Mayor Vincent Gray attended the DC Health Link information day and enrollment fair. (Courtesy of Facebook)

The District’s health care exchange recently held an enrollment fair that highlighted its benefits and services while basking in a recent court victory verifying its right to its funding source.

Scores of District residents visited the first floor of the Martin Luther King Jr. Memorial Library on Nov. 15 to talk to representatives from the DC Health Benefit Exchange Authority, also known as the DC Health Link, about signing up, changing or getting more information about its health insurance plans. Leaders from the exchange authority were upbeat at the fair as they successfully fought back an attempt by the American Council of Life Insurers in federal court on Nov. 14 to change the way the program is funded.

“The ruling is a victory for the District’s residents and small businesses,” said Diane Lewis, chair of the exchange’s executive board. “DC Health Link provides a critical service to District residents and small businesses by making quality health insurance available under a fair set of rules at affordable prices.”

In 2012, under the option offered by the Affordable Care Act (ACA), the D.C. Council voted to establish a District-managed insurance marketplace through the exchange authority.

In dismissing the lawsuit, U.S. District Court Judge Beryl A. Howell said that Congress intended for states to set up health insurance exchanges and those states had “broad authority to provide adequate funding for those exchanges.”

D.C. Mayor Vincent Gray (D) persuaded the members of the D.C. Council to create a District health benefit exchange instead of relying on the federal system. Gray, who greeted residents and staffers at the fair, said that he is proud of the work that has been done to provide health insurance to District residents.

“We are one of four state-based agencies in the nation,” Gray said. “It is my opinion that we have one of the best state exchanges in the nation. We had a glitch here and there, but basically it has been a smooth process.”


The rollout of the District’s health insurance enrollment program took place on Oct. 1, 2013. The city’s program hasn’t had the problems the federal website or the Maryland Health Exchange has had. Gray credited Mila Kofman, the exchange authority’s executive director, for her management of the project.

While the District has cleared a legal hurdle, opponents of the ACA have filed a challenge with the U.S. Supreme Court, in the case of King vs. Burwell. This case questions the constitutionality of state-run exchanges. Additionally, Republican leaders of the U.S. House of Representatives and the U.S. Senate have pledged to hold votes on repealing the act when the new session of Congress convenes in January 2015.

Gray said that he is puzzled by why so many political leaders want to undo the act.

“We want to make sure that America is as healthy as it can be,” the mayor said. “Because of the Affordable Care Act, 97 percent of children in the District are covered by health insurance. We want to make sure that going to the doctor is a routine part of people’s lives and the Affordable Care Act helps us do that.”

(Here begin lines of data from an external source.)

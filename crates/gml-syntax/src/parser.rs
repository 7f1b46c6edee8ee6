use crate::ast::{Import, Literal, Namespace, ObjectDecl, PropertyDecl, PropertyValue, SignalDecl};
use crate::error::{ParseError, SyntaxError};
use crate::lexer::{Lexer, Position, Token, TokenKind};

// ── Parser ────────────────────────────────────────────────────────────────

pub struct Parser {
    tokens: Vec<Token>,
    pos: usize,
}

impl Parser {
    pub fn new(tokens: Vec<Token>) -> Self {
        Self { tokens, pos: 0 }
    }

    fn peek(&self) -> Option<&Token> {
        self.tokens.get(self.pos)
    }

    /// Look at the token `offset` positions ahead of current without consuming.
    fn peek_ahead(&self, offset: usize) -> Option<&Token> {
        self.tokens.get(self.pos + offset)
    }

    fn peek_is(&self, offset: usize, ch: char) -> bool {
        self.peek_ahead(offset).is_some_and(|t| t.is_punct(ch))
    }

    fn advance(&mut self) -> Option<Token> {
        let tok = self.tokens.get(self.pos).cloned();
        if tok.is_some() {
            self.pos += 1;
        }
        tok
    }

    /// Error describing the current token (or end of input) as unexpected.
    fn unexpected(&self, expected: impl Into<String>) -> ParseError {
        match self.peek() {
            Some(tok) => ParseError::new(expected, format!("{:?}", tok.text), tok.pos),
            None => {
                let pos = self.tokens.last().map(|t| t.pos).unwrap_or(Position::new(1, 1));
                ParseError::new(expected, "end of input", pos)
            }
        }
    }

    fn expect_punct(&mut self, ch: char) -> Result<(), ParseError> {
        if self.peek_is(0, ch) {
            self.advance();
            Ok(())
        } else {
            Err(self.unexpected(format!("'{}'", ch)))
        }
    }

    fn expect_name(&mut self, what: &str) -> Result<String, ParseError> {
        match self.peek() {
            Some(tok) if tok.kind == TokenKind::Name => {
                let text = tok.text.clone();
                self.advance();
                Ok(text)
            }
            _ => Err(self.unexpected(what)),
        }
    }

    /// `NAME ('.' NAME)*`, joined back together with dots.
    fn parse_name_chain(&mut self, what: &str) -> Result<String, ParseError> {
        let mut chain = self.expect_name(what)?;
        while self.peek_is(0, '.') {
            self.advance();
            chain.push('.');
            chain.push_str(&self.expect_name("a name after '.'")?);
        }
        Ok(chain)
    }

    // ── Namespace ─────────────────────────────────────────────────────────

    pub fn parse_namespace(&mut self) -> Result<Namespace, ParseError> {
        let mut ns = Namespace::default();

        while let Some(tok) = self.peek() {
            if tok.is_punct(';') {
                self.advance();
            } else if tok.is_name() && tok.text == "import" {
                self.advance();
                let module = self.parse_name_chain("a module name")?;
                ns.imports.push(Import { module });
            } else if tok.is_name() {
                ns.objects.push(self.parse_object()?);
            } else {
                return Err(self.unexpected("an object declaration or import"));
            }
        }

        Ok(ns)
    }

    // ── Object ────────────────────────────────────────────────────────────

    /// `NAME ( '{' body '}' )?`: a bare name is an empty object.
    fn parse_object(&mut self) -> Result<ObjectDecl, ParseError> {
        let mut obj = ObjectDecl::new(self.expect_name("an object type name")?);
        if self.peek_is(0, '{') {
            self.advance();
            self.parse_body(&mut obj)?;
        }
        Ok(obj)
    }

    // ── Body ──────────────────────────────────────────────────────────────

    /// Parse members until the closing `}`, which is consumed.
    ///
    /// Disambiguation for a leading `NAME`:
    /// - `NAME ':' ':'` → signal binding
    /// - `NAME ':'`     → property
    /// - `NAME '.'`     → dotted property name
    /// - `NAME '{'`     → child object with a body
    /// - `NAME`         → child object without a body
    ///
    /// End of input closes every open body.
    fn parse_body(&mut self, obj: &mut ObjectDecl) -> Result<(), ParseError> {
        loop {
            let Some(tok) = self.peek() else {
                return Ok(());
            };

            if tok.is_punct('}') {
                self.advance();
                return Ok(());
            }
            if tok.is_punct(';') {
                self.advance();
                continue;
            }
            if !tok.is_name() {
                return Err(self.unexpected("a property, signal or object declaration"));
            }

            if self.peek_is(1, ':') && self.peek_is(2, ':') {
                obj.signals.push(self.parse_signal()?);
            } else if self.peek_is(1, ':') || self.peek_is(1, '.') {
                obj.properties.push(self.parse_property()?);
            } else if self.peek_is(1, '{') {
                obj.children.push(self.parse_object()?);
            } else {
                let name = self.expect_name("an object type name")?;
                obj.children.push(ObjectDecl::new(name));
            }
        }
    }

    // ── Signal ────────────────────────────────────────────────────────────

    fn parse_signal(&mut self) -> Result<SignalDecl, ParseError> {
        let signal = self.expect_name("a signal name")?;
        self.expect_punct(':')?;
        self.expect_punct(':')?;
        let handler = self.expect_name("a handler name")?;
        Ok(SignalDecl { signal, handler })
    }

    // ── Property ──────────────────────────────────────────────────────────

    fn parse_property(&mut self) -> Result<PropertyDecl, ParseError> {
        let name = self.parse_name_chain("a property name")?;
        self.expect_punct(':')?;
        let value = self.parse_value()?;
        Ok(PropertyDecl { name, value })
    }

    /// A literal, a dotted reference, or, when the name chain is followed by
    /// `{`, a nested object declaration used as the value.
    fn parse_value(&mut self) -> Result<PropertyValue, ParseError> {
        let Some(tok) = self.peek() else {
            return Err(self.unexpected("a property value"));
        };

        let literal = match tok.kind {
            TokenKind::Str => Literal::Str(tok.text.clone()),
            TokenKind::Number => Literal::Number(tok.text.clone()),
            TokenKind::Name => {
                let chain = self.parse_name_chain("a property value")?;
                if self.peek_is(0, '{') {
                    self.advance();
                    let mut obj = ObjectDecl::new(chain);
                    obj.is_property_value = true;
                    self.parse_body(&mut obj)?;
                    return Ok(PropertyValue::Object(Box::new(obj)));
                }
                return Ok(PropertyValue::Literal(match chain.as_str() {
                    "true" => Literal::Bool(true),
                    "false" => Literal::Bool(false),
                    _ => Literal::Ident(chain),
                }));
            }
            TokenKind::Punct => return Err(self.unexpected("a property value")),
        };

        self.advance();
        Ok(PropertyValue::Literal(literal))
    }
}

// ── Public parse entry point ──────────────────────────────────────────────

/// Parse GML source text into a [`Namespace`].
pub fn parse(src: &str) -> Result<Namespace, SyntaxError> {
    let tokens = Lexer::new(src).tokenize()?;
    Ok(Parser::new(tokens).parse_namespace()?)
}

DJ Aladdin, a disc jockey on WPGC, encourages District residents to sign up for health insurance.

“I did not have any health insurance from 2007-2013,” he said. “During that time, I could not afford it and I was hoping that nothing bad happened to me. I enrolled at the last minute, and while the process is not simple, I got my health care card and everything is fine.”

Aladdin said that the program is great for people who do not have a full-time job or work at jobs without benefits. The staff of the exchange authority will assist residents until Feb. 15, 2015, when the open-enrollment period ends.